→ What is being asked
If a line in the listing includes the word "kinds", copy it out.

→ Extracted data
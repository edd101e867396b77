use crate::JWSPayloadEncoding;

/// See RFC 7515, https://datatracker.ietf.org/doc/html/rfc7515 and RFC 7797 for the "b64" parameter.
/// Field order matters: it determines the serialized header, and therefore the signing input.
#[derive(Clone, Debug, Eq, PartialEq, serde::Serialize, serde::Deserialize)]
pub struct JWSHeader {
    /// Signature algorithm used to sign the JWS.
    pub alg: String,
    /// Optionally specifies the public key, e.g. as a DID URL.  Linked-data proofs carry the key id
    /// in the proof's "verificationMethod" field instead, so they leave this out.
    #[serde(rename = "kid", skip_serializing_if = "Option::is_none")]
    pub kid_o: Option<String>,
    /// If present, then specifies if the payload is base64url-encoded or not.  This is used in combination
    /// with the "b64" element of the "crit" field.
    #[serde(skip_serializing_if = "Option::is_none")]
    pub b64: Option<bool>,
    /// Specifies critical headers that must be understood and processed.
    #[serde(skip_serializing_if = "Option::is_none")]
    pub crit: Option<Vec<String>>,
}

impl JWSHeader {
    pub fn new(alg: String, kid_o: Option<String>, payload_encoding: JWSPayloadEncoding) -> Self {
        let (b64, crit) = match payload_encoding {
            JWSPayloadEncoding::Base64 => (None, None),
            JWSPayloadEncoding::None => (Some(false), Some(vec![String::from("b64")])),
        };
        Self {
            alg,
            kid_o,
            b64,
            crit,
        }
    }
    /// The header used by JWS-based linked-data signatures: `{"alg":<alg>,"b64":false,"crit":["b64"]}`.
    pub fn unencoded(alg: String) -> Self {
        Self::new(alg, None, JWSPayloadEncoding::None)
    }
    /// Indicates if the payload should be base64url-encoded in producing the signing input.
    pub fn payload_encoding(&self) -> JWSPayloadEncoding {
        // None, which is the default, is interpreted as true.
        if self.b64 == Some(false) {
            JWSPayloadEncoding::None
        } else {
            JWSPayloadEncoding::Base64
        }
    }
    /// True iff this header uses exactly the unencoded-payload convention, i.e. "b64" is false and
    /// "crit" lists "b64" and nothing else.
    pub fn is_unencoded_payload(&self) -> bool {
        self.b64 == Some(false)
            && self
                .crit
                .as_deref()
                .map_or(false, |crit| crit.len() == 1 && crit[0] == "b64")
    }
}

---

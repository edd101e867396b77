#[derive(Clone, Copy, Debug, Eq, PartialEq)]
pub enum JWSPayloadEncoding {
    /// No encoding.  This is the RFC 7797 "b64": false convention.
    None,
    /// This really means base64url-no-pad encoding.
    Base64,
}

==

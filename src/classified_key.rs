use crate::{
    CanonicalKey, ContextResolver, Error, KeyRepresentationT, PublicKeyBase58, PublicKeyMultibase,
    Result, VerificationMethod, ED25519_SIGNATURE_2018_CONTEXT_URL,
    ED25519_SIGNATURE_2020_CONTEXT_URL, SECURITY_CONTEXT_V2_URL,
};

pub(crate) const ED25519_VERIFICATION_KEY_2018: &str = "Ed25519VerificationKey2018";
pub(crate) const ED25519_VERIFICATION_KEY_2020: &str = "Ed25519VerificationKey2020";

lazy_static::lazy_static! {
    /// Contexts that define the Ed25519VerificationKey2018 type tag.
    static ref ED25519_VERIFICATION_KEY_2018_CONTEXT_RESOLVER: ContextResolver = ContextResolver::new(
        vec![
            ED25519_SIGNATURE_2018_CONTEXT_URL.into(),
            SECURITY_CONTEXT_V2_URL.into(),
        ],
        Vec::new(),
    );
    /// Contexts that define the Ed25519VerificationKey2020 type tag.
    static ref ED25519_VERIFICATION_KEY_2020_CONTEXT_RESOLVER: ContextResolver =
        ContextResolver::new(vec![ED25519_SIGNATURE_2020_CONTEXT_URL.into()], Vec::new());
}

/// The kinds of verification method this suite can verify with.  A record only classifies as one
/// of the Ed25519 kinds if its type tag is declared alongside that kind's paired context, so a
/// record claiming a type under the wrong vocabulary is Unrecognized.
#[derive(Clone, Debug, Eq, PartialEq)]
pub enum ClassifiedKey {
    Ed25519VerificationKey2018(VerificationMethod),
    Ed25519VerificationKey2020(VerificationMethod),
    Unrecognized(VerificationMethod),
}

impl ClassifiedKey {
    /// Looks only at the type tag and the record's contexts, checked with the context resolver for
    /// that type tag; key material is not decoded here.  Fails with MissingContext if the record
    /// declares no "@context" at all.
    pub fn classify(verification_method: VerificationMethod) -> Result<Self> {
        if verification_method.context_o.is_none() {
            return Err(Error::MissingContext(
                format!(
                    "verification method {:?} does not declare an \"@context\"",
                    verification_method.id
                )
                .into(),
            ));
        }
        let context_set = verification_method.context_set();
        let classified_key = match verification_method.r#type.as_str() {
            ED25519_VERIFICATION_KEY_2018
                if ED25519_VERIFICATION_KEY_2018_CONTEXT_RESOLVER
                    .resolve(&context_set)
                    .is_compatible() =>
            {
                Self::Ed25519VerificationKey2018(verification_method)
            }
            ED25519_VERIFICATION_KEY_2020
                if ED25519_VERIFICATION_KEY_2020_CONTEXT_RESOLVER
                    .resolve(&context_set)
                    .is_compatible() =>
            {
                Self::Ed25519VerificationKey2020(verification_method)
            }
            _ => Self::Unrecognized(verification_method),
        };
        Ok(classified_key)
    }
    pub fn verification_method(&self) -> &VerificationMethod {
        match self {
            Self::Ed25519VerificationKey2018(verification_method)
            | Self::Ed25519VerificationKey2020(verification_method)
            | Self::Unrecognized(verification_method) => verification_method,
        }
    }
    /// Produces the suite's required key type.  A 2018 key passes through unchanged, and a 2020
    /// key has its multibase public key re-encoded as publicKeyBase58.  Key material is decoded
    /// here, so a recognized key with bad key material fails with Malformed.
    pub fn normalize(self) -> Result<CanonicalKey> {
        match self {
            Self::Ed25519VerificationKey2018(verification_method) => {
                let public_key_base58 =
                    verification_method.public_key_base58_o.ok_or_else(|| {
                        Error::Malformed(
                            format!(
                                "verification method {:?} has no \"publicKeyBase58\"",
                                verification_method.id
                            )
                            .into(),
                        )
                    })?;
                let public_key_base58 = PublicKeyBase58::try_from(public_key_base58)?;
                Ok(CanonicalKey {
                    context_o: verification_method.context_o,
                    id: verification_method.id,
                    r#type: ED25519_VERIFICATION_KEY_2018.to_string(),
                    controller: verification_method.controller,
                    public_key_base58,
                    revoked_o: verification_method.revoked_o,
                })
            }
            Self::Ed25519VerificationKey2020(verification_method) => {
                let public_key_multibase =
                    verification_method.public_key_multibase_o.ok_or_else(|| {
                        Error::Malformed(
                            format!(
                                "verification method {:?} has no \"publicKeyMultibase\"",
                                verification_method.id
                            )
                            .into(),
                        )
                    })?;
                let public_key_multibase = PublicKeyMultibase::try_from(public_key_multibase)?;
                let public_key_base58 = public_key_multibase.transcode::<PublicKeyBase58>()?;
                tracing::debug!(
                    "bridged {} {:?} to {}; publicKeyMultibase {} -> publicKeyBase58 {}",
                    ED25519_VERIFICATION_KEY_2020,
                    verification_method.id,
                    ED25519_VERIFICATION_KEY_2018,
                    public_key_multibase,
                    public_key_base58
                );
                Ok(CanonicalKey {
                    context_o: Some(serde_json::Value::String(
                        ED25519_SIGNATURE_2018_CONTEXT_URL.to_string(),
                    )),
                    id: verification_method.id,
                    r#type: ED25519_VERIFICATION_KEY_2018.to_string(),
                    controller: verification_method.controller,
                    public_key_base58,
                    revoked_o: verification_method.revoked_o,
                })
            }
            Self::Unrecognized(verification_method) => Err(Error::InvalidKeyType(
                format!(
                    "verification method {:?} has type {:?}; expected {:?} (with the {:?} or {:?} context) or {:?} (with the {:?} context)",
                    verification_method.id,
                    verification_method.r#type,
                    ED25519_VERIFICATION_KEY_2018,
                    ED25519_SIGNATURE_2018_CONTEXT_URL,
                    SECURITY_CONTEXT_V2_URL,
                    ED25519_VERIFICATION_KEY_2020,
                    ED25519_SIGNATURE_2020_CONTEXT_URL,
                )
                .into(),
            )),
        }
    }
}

→ Exercise solution
/// The kinds of verification method this suite can verify with.  A record only classifies as one
/// of the Ed25519 kinds if its type tag is declared alongside that kind's paired context, so a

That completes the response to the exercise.